A servlet could be used while a web application is in development to provide a view of the deployment descriptor. Web developers often have to double-check web.xml for the values of context-param elements, a servlet's registered name, and other information. Wouldn't it be nice to just request a servlet in the browser to view web.xml?

Example 13-5 opens up web.xml using the ServletContext.getResource( ) method, which returns a java.net.URL object representing the deployment descriptor at the path WEB-INF/web.xml.

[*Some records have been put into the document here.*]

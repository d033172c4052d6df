use portal_nav::FacetOption;
use portal_nav::NavConfig;
use portal_nav::PageController;
use portal_nav::UrlState;
use portal_nav::sidebar::SidebarSection;
use portal_pages::PurchaseOrdersPage;
use pretty_assertions::assert_eq;

fn orders(uri: &str) -> PageController<PurchaseOrdersPage> {
    let page = PurchaseOrdersPage::new(
        vec!["1001-A".to_string(), "1002-B".to_string()],
        vec![
            FacetOption::new("Dealer 42").with_value("D42"),
            FacetOption::new("Dealer 77").with_value("D77"),
        ],
    );
    let url = UrlState::parse(uri).expect("parse initial location");
    let (mut controller, _handle) = PageController::new(page, url, NavConfig::default());
    controller.mount();
    controller
}

fn section(controller: &PageController<PurchaseOrdersPage>, key: &str) -> SidebarSection {
    controller
        .sidebar()
        .sections()
        .iter()
        .find(|section| section.key() == key)
        .cloned()
        .expect("section")
}

fn selected_texts(
    controller: &PageController<PurchaseOrdersPage>,
    section: &SidebarSection,
) -> Vec<String> {
    (0..section.items.len())
        .filter(|index| controller.item_selected(section, *index))
        .map(|index| section.items[index].text.clone())
        .collect()
}

#[tokio::test(start_paused = true)]
async fn status_open_selects_exactly_open() {
    let controller = orders("/orders/purchase?status=Open");
    let status = section(&controller, "status");
    assert_eq!(selected_texts(&controller, &status), vec!["Open"]);
}

#[tokio::test(start_paused = true)]
async fn missing_status_selects_the_all_item() {
    let controller = orders("/orders/purchase");
    let status = section(&controller, "status");
    assert_eq!(selected_texts(&controller, &status), vec!["All"]);
}

#[tokio::test(start_paused = true)]
async fn all_item_uses_its_precomputed_href() {
    let controller = orders("/orders/purchase?dealer=D42&status=Open");
    let status = section(&controller, "status");
    let all = status
        .items
        .iter()
        .find(|item| item.text == "All")
        .expect("All item");
    assert_eq!(all.url.as_deref(), Some("/orders/purchase?dealer=D42"));
}

#[tokio::test(start_paused = true)]
async fn asn_section_defaults_to_the_first_number() {
    let controller = orders("/orders/purchase");
    let asn = section(&controller, "asn");
    assert_eq!(selected_texts(&controller, &asn), vec!["1001-A"]);
}

#[tokio::test(start_paused = true)]
async fn asn_query_parameter_drives_the_selection() {
    let controller = orders("/orders/purchase?asn=1002-b");
    let asn = section(&controller, "asn");
    assert_eq!(selected_texts(&controller, &asn), vec!["1002-B"]);
}

#[tokio::test(start_paused = true)]
async fn franchise_click_updates_dealer_and_keeps_the_page() {
    let mut controller = orders("/orders/purchase?status=Closed");
    let franchise = section(&controller, "franchise");
    let dealer = franchise.items[1].clone();
    controller.sidebar().click("franchise", &dealer);
    controller.run_until_idle().await.expect("run");
    assert_eq!(
        controller.url().url(),
        "/orders/purchase?status=Closed&dealer=D77"
    );
    // franchise selector itself never reads as selected
    let franchise = section(&controller, "franchise");
    assert!(selected_texts(&controller, &franchise).is_empty());
}

#[tokio::test(start_paused = true)]
async fn status_click_rewrites_the_url_and_rebuilds() {
    let mut controller = orders("/orders/purchase?dealer=D42");
    let status = section(&controller, "status");
    let closed = status
        .items
        .iter()
        .find(|item| item.text == "Closed")
        .cloned()
        .expect("Closed item");
    controller.sidebar().click("status", &closed);
    controller.run_until_idle().await.expect("run");
    assert_eq!(
        controller.url().url(),
        "/orders/purchase?dealer=D42&status=Closed"
    );
    assert_eq!(controller.page().status(), Some("Closed"));
    let status = section(&controller, "status");
    assert_eq!(selected_texts(&controller, &status), vec!["Closed"]);
}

The code opens a connection to the XML file by calling the URL object's openConnection( ) method, which returns a java.net.URLConnection object. Then the code buffers the input stream to the resource by wrapping it in a BufferedInputStream:

buf = new BufferedInputStream(urlConn.getInputStream( ));

The urlConn variable refers to a URLConnection.

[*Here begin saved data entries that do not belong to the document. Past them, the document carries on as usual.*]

use std::time::Duration;

/// Errors surfaced by the engine and its adapters.
///
/// Transport-level failures of an *attempted* operation are not reported
/// through this type: they come back as a failed [`Response`](crate::Response)
/// with `success = false` and a populated `error` field, and they are credited
/// to the metrics aggregator. `Error` covers the cases where an operation
/// could not be meaningfully attempted at all; those never advance metrics.
#[derive(Debug, thiserror::Error)]
pub enum Error {
    /// A mandatory field was empty or malformed (URL, connection string, ...).
    #[error("invalid argument: {0}")]
    InvalidArgument(String),

    /// A connection registry or the request queue is at capacity.
    #[error("capacity exceeded: {0}")]
    CapacityExceeded(String),

    /// DNS resolution, connect or socket I/O failed.
    #[error("transport failed: {0}")]
    TransportFailed(String),

    /// A deadline expired before the operation completed.
    #[error("timed out after {0:?}")]
    Timeout(Duration),

    /// The peer reset or closed the connection mid-operation.
    #[error("connection closed by peer")]
    PeerClosed,

    /// Unexpected framing or a short read on the wire.
    #[error("protocol error: {0}")]
    ProtocolError(String),

    /// The operation requires an established connection entry.
    #[error("not connected: {0}")]
    NotConnected(String),

    /// A predicate evaluated to false. Reported, never fatal to a run.
    #[error("assertion failed: {0}")]
    AssertionFailed(String),
}

pub type Result<T, E = Error> = std::result::Result<T, E>;

impl Error {
    /// The HTTP-flavoured status code a failed response carries for this
    /// error kind, mirroring the wire-level conventions of the adapters.
    pub(crate) fn status_code(&self) -> u16 {
        match self {
            Error::InvalidArgument(_) | Error::NotConnected(_) => 400,
            Error::Timeout(_) => 408,
            Error::PeerClosed => 410,
            Error::AssertionFailed(_) => 417,
            Error::TransportFailed(msg) if msg.contains("resolve") => 404,
            _ => 500,
        }
    }
}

If the browser is not savvy about displaying XML files in a readable fashion (Netscape 7.1 and Internet Explorer can display these files properly), you can use XSLT to convert the XML into HTML before it is sent to the browser.

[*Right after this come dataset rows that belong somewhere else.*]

//! Raw UDP adapter.
//!
//! Endpoints are pooled per remote `(host, port)`. Sockets are created with
//! `SO_REUSEADDR` and left unbound for sends (the OS assigns a source port on
//! the first datagram). Receiving binds the port best-effort: a bind failure
//! is tolerated because the socket may already be in use for sending.

use std::net::SocketAddr;
use std::sync::atomic::{AtomicU64, Ordering};
use std::time::Duration;

use socket2::{Domain, Protocol as SockProtocol, Socket, Type};
use tokio::net::UdpSocket;
use tokio::time::timeout;

use crate::clock::Stopwatch;
use crate::error::{Error, Result};
use crate::registry::Registry;
use crate::request::{Protocol, MAX_BODY_LEN};
use crate::response::{Response, Trailer};

pub const DEFAULT_PORT: u16 = 53;
pub const MAX_ENDPOINTS: usize = 100;

const RECEIVE_DEADLINE: Duration = Duration::from_secs(1);

static NEXT_SOCKET_ID: AtomicU64 = AtomicU64::new(1);

#[derive(Debug, Clone, PartialEq, Eq, Hash)]
pub struct UdpKey {
    pub host: String,
    pub port: u16,
}

pub struct UdpEndpoint {
    socket: Option<UdpSocket>,
    socket_id: u64,
    bound: bool,
}

pub struct UdpAdapter {
    registry: Registry<UdpKey, UdpEndpoint>,
}

impl UdpAdapter {
    pub fn new() -> Self {
        Self { registry: Registry::new("udp", MAX_ENDPOINTS) }
    }

    fn new_socket() -> Result<UdpSocket> {
        let socket = Socket::new(Domain::IPV4, Type::DGRAM, Some(SockProtocol::UDP))
            .map_err(|e| Error::TransportFailed(format!("create UDP socket: {e}")))?;
        socket
            .set_reuse_address(true)
            .map_err(|e| Error::TransportFailed(format!("set SO_REUSEADDR: {e}")))?;
        socket
            .set_nonblocking(true)
            .map_err(|e| Error::TransportFailed(format!("set nonblocking: {e}")))?;
        UdpSocket::from_std(socket.into())
            .map_err(|e| Error::TransportFailed(format!("register UDP socket: {e}")))
    }

    pub async fn create_endpoint(&self, host: &str, port: u16) -> Result<Response> {
        if host.is_empty() || port == 0 {
            return Err(Error::InvalidArgument("UDP host and port are mandatory".into()));
        }
        let key = UdpKey { host: host.into(), port };
        let sw = Stopwatch::start();
        let mut resp = Response::new(Protocol::Udp);

        let entry = self.registry.find_or_create(&key, || UdpEndpoint {
            socket: None,
            socket_id: 0,
            bound: false,
        })?;
        let mut ep = entry.lock().await;

        if ep.socket.is_some() {
            resp.status_code = 200;
            resp.success = true;
            resp.body = format!("UDP endpoint already created for {host}:{port}");
            resp.response_time_us = sw.elapsed_us();
            return Ok(resp);
        }

        match Self::new_socket() {
            Ok(socket) => {
                ep.socket = Some(socket);
                ep.socket_id = NEXT_SOCKET_ID.fetch_add(1, Ordering::Relaxed);
                resp.status_code = 200;
                resp.success = true;
                resp.body = format!("UDP endpoint created for {host}:{port}");
                resp.trailer = Trailer::Udp {
                    socket_id: ep.socket_id,
                    bytes_sent: 0,
                    bytes_received: 0,
                    remote_host: host.into(),
                    remote_port: port,
                };
            }
            Err(err) => {
                resp = Response::from_error(Protocol::Udp, &err, sw.elapsed_us());
            }
        }
        resp.response_time_us = sw.elapsed_us();
        Ok(resp)
    }

    /// Resolve the destination and send one datagram, creating the endpoint
    /// on the fly when absent.
    pub async fn send(&self, host: &str, port: u16, data: &str) -> Result<Response> {
        if host.is_empty() || port == 0 {
            return Err(Error::InvalidArgument("UDP host and port are mandatory".into()));
        }
        let key = UdpKey { host: host.into(), port };
        let sw = Stopwatch::start();

        let entry = self.registry.find_or_create(&key, || UdpEndpoint {
            socket: None,
            socket_id: 0,
            bound: false,
        })?;
        let mut ep = entry.lock().await;
        if ep.socket.is_none() {
            match Self::new_socket() {
                Ok(socket) => {
                    ep.socket = Some(socket);
                    ep.socket_id = NEXT_SOCKET_ID.fetch_add(1, Ordering::Relaxed);
                }
                Err(err) => {
                    return Ok(Response::from_error(Protocol::Udp, &err, sw.elapsed_us()));
                }
            }
        }

        let mut resp = Response::new(Protocol::Udp);
        let addr = match resolve(host, port).await {
            Ok(addr) => addr,
            Err(err) => {
                return Ok(Response::from_error(Protocol::Udp, &err, sw.elapsed_us()));
            }
        };

        let socket = ep.socket.as_ref().expect("endpoint owns its socket");
        match socket.send_to(data.as_bytes(), addr).await {
            Ok(n) => {
                resp.status_code = 200;
                resp.success = true;
                resp.body = format!("sent {n} bytes to {host}:{port}");
                resp.trailer = Trailer::Udp {
                    socket_id: ep.socket_id,
                    bytes_sent: n as u64,
                    bytes_received: 0,
                    remote_host: host.into(),
                    remote_port: port,
                };
            }
            Err(e) => {
                let err = Error::TransportFailed(format!("send: {e}"));
                resp = Response::from_error(Protocol::Udp, &err, sw.elapsed_us());
            }
        }
        resp.response_time_us = sw.elapsed_us();
        Ok(resp)
    }

    /// Wait up to 1 s for a datagram on the endpoint's port. A timeout is a
    /// normal outcome (status 204).
    pub async fn receive(&self, host: &str, port: u16) -> Result<Response> {
        let key = UdpKey { host: host.into(), port };
        let sw = Stopwatch::start();

        let Some(entry) = self.registry.find(&key) else {
            return Ok(no_endpoint(sw.elapsed_us()));
        };
        let mut ep = entry.lock().await;
        if ep.socket.is_none() {
            return Ok(no_endpoint(sw.elapsed_us()));
        }

        if !ep.bound {
            // Best effort: the socket may already be implicitly bound from a
            // send, in which case this fails and receiving still works.
            let bind_addr: SocketAddr = ([0, 0, 0, 0], port).into();
            let bound = {
                let socket = ep.socket.as_ref().expect("endpoint owns its socket");
                socket2::SockRef::from(socket).bind(&bind_addr.into())
            };
            match bound {
                Ok(()) => ep.bound = true,
                Err(e) => tracing::debug!(port, %e, "udp bind skipped"),
            }
        }

        let mut resp = Response::new(Protocol::Udp);
        let mut buf = vec![0u8; MAX_BODY_LEN];
        let socket = ep.socket.as_ref().expect("endpoint owns its socket");
        match timeout(RECEIVE_DEADLINE, socket.recv_from(&mut buf)).await {
            Err(_) => {
                resp.status_code = 204;
                resp.success = true;
            }
            Ok(Ok((n, sender))) => {
                resp.status_code = 200;
                resp.success = true;
                resp.set_body(&String::from_utf8_lossy(&buf[..n]));
                resp.trailer = Trailer::Udp {
                    socket_id: ep.socket_id,
                    bytes_sent: 0,
                    bytes_received: n as u64,
                    remote_host: sender.ip().to_string(),
                    remote_port: sender.port(),
                };
            }
            Ok(Err(e)) => {
                let err = Error::TransportFailed(format!("receive: {e}"));
                resp = Response::from_error(Protocol::Udp, &err, sw.elapsed_us());
            }
        }
        resp.response_time_us = sw.elapsed_us();
        Ok(resp)
    }

    /// Close the endpoint. Idempotent.
    pub async fn close(&self, host: &str, port: u16) -> Result<Response> {
        let key = UdpKey { host: host.into(), port };
        let sw = Stopwatch::start();

        let mut resp = Response::new(Protocol::Udp);
        resp.status_code = 200;
        resp.success = true;

        if let Some(entry) = self.registry.find(&key) {
            let mut ep = entry.lock().await;
            if ep.socket.take().is_some() {
                ep.bound = false;
                resp.body = format!("UDP endpoint for {host}:{port} closed");
            } else {
                resp.body = format!("UDP endpoint for {host}:{port} already closed");
            }
        } else {
            resp.body = format!("no UDP endpoint for {host}:{port}");
        }
        resp.response_time_us = sw.elapsed_us();
        Ok(resp)
    }

    pub fn teardown(&self) {
        self.registry.clear();
    }
}

impl Default for UdpAdapter {
    fn default() -> Self {
        Self::new()
    }
}

async fn resolve(host: &str, port: u16) -> Result<SocketAddr> {
    let mut addrs = tokio::net::lookup_host((host, port))
        .await
        .map_err(|e| Error::TransportFailed(format!("failed to resolve {host}: {e}")))?;
    addrs
        .next()
        .ok_or_else(|| Error::TransportFailed(format!("failed to resolve {host}: no address")))
}

fn no_endpoint(elapsed_us: u64) -> Response {
    Response::from_error(
        Protocol::Udp,
        &Error::NotConnected("no UDP endpoint available".into()),
        elapsed_us,
    )
}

Example 13-5. Displaying the deployment descriptor via a servlet

package com.jspservletcookbook;           

import java.io.BufferedInputStream;
import java.io.PrintWriter;
import java.io.IOException;

import java.net.URL;
import java.net.URLConnection;
import java.net.MalformedURLException;

import javax.servlet.*;
import javax.servlet.http.*;

public class ResourceServlet extends HttpServlet {

 public void doGet(HttpServletRequest request, 
   HttpServletResponse response) throws ServletException, 
     IOException {
    
     //get web.xml for display by a servlet
     String file = "/WEB-INF/web.xml";
     
     URL url = null;
     URLConnection urlConn = null;
     PrintWriter out = null;
     BufferedInputStream buf = null;

     try{

         out = response.getWriter( );

         //access a web resource within the same web application
         // as a URL object
         url = getServletContext( ).getResource(file);

         //set response header
         response.setContentType("text/xml");
    
         urlConn = url.openConnection( );

         //establish connection with URL representing web.xml
         urlConn.connect( );

         buf = new BufferedInputStream(urlConn.getInputStream( ));
         int readBytes = 0;

         //read from the file; write to the PrintWriter
         while((readBytes = buf.read( )) != -1)
             out.write(readBytes);

     } catch (MalformedURLException mue){
    
           throw new ServletException(mue.getMessage( ));
           
     } catch (IOException ioe){
     
        throw new ServletException(ioe.getMessage( ));
         
     } finally {
     
         //close the input/output streams
         if(out != null)
             out.close( );

         if(buf != null)
             buf.close( );

     }
    
 } //doGet
   
 public void doPost(HttpServletRequest request, 
   HttpServletResponse response)
     throws ServletException, IOException {
        
        doGet(request,response);
 } 
}

This servlet is designed for developers; if just anyone has a chance to study the deployment descriptor, it will compromise the web application's security. Therefore, you should remove the servlet from production versions of the web application, or use authentication to allow only authorized users to view the servlet's output (see Chapter 15 for details).

The code uses a PrintWriter to write the bytes received from the input stream, because the servlet intends to display the response as characters (instead of offering the response to the client as a downloaded resource). The ServletContext.getResource(String path) method takes a path that beings with the / character. The path is interpreted as beginning at the context root, or top-level directory, of the web application. Therefore, the servlet obtains web.xml with the following code:

String file = "/WEB-INF/web.xml";
...
url = getServletContext( ).getResource(file);

The ServletContext.getResouce( ) method returns null if it is unable to return a valid resource representing the path parameter.

See Also

Recipe 13.1-Recipe 13.4 on sending PDF, Word, XML, and audio files, respectively, as binary data; the RFC technical documents on MIME: ftp://ftp.rfc-editor.org/in-notes/rfc2045.txt and ftp://ftp.rfc-editor.org/in-notes/rfc2046.txt; RFC 2183 at ftp://ftp.rfc-editor.org/in-notes/rfc2183.txt for background information on the Content-Disposition header; the Media Types section of the HTTP Pocket Reference by Clinton Wong (O'Reilly); Chapter 1 introducing the development of a servlet.